Passatempo

Há um silêncio expectante no laboratório. A doutora veste uma bata branca muito limpa. Em frente da sua bancada de trabalho existe uma janela enorme de parede a parede. Lá em baixo, na cidade, a noite está a começar. O que se passa do outro lado do vidro raramente distrai a doutora do que tem a fazer, mas hoje quando um trovão soa ela olha lá para fora. Enquanto fica a aguardar o relâmpago pensa que aquele tempo de espera é a prova de que o passado avança a velocidades diferentes. É certo que pensa nisso porque daqui a pouco vai rever o rapaz com quem fez amor pela primeira vez. Reencontraram-se há poucos dias, mais de vinte anos depois. Irão passar a noite juntos. Aninhado no lado direito do peito, o coração da doutora dispara. Decide que estreará o perfume que ela mesmo ajudou a criar e que será posto à venda em breve.
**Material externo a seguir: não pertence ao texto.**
mod errors;
mod file;
mod memory;
mod types;

pub use errors::StorageError;
pub use file::FileTokenStore;
pub use memory::MemoryTokenStore;
pub use types::TokenStore;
O relâmpago fende o céu e a doutora regressa ao seu trabalho. Na bancada existe uma fila longa de orifícios. Em cada um deles espreita um olho que é mantido muito aberto por um conjunto de pinças. A tarefa da doutora é usar aqueles olhos para testar a toxicidade do perfume. Ao cair nos olhos, o preparado provoca um estremeção brutal nos corpos que estão amarrados por baixo da bancada. As mordaças não silenciam completamente os gemidos. Começa a chover. A chuva bate na janela e as gotas escorrem pelo vidro acima. O futuro continua à espera.